ASSIGNMENT - Return a copy of each line in the listing that includes the word "SpanData".
───── SUPPLIED RECORDS ─────
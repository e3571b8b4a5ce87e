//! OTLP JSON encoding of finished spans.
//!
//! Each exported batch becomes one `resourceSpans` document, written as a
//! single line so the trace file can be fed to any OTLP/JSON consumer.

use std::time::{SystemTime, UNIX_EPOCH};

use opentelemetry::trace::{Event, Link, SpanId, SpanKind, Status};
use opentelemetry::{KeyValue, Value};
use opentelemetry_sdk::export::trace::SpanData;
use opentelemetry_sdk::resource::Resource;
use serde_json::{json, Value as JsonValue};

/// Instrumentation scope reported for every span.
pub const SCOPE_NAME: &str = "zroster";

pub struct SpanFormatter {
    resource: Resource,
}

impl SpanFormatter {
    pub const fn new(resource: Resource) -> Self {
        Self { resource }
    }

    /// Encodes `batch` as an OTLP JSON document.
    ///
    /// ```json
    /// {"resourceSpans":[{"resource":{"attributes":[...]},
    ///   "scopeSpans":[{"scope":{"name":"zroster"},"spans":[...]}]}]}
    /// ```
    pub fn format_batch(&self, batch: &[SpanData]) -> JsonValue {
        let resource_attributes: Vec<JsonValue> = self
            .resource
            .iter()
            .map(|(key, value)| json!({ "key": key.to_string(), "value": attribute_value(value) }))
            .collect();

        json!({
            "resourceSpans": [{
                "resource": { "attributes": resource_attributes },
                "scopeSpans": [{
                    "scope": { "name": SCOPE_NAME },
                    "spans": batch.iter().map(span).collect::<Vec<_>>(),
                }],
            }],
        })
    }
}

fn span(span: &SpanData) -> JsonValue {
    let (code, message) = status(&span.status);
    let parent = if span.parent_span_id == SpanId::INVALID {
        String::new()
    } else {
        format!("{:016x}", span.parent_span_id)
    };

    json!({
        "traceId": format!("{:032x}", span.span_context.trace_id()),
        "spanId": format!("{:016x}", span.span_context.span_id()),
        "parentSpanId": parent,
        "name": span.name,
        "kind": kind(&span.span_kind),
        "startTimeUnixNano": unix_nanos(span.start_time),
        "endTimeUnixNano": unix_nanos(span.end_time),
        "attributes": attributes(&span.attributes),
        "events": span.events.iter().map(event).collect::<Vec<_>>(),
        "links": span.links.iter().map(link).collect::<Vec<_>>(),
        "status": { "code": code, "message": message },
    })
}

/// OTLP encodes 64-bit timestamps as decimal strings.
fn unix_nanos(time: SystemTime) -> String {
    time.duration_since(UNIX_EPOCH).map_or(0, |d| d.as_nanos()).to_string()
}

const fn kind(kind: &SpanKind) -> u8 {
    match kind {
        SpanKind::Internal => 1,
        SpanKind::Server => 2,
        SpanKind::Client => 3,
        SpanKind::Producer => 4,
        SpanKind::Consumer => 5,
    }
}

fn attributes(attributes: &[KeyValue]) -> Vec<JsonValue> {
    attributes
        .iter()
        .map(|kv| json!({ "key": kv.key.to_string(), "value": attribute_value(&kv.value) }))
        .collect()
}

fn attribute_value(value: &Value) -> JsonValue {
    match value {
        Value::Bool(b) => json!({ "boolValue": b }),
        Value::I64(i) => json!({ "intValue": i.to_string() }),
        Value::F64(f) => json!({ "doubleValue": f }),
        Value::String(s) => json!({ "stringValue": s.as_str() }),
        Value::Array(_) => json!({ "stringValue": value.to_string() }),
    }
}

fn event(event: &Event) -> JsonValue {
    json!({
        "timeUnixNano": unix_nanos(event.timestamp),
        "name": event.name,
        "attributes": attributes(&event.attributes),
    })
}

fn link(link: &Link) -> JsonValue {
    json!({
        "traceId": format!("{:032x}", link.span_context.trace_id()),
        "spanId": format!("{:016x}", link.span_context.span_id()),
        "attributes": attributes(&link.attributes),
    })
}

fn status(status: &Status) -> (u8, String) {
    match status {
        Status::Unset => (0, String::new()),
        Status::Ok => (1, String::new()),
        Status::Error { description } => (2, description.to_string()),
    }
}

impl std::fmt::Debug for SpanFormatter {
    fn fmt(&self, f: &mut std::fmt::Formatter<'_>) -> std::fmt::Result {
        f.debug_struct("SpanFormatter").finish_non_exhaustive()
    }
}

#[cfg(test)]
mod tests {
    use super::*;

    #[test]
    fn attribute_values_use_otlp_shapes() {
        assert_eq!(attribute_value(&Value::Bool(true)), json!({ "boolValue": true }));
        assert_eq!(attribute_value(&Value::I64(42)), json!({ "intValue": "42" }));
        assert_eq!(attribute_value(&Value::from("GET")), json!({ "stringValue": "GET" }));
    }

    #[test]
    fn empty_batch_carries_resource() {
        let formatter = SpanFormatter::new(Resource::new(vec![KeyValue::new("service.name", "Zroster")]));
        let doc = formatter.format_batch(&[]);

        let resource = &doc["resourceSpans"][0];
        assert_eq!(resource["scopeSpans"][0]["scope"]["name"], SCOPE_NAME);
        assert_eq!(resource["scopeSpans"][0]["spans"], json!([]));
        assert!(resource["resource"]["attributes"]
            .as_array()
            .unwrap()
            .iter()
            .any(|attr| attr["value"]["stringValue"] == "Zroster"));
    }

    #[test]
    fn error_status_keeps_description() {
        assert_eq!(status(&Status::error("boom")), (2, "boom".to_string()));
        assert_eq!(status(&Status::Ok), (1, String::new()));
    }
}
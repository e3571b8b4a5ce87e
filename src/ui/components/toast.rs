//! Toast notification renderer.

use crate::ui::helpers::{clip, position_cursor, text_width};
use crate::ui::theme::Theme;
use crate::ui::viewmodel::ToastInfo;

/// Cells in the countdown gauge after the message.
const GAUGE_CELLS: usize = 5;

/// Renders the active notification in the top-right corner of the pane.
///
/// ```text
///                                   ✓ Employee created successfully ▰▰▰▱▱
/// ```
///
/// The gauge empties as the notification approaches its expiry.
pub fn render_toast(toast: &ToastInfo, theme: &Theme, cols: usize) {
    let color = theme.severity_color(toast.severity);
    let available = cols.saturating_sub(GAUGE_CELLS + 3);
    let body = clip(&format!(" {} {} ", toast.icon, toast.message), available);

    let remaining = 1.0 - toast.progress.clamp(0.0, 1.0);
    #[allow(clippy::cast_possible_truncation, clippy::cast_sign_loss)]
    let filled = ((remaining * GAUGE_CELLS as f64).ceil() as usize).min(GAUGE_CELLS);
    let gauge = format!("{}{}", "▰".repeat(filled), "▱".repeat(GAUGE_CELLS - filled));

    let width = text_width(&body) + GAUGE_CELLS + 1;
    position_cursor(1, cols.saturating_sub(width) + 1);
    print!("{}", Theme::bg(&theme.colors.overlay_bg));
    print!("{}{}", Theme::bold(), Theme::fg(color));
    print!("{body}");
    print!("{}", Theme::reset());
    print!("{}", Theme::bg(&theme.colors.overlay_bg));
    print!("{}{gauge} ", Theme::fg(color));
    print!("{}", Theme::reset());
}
─────
ANSWER -
use opentelemetry_sdk::export::trace::SpanData;
    pub fn format_batch(&self, batch: &[SpanData]) -> JsonValue {
fn span(span: &SpanData) -> JsonValue {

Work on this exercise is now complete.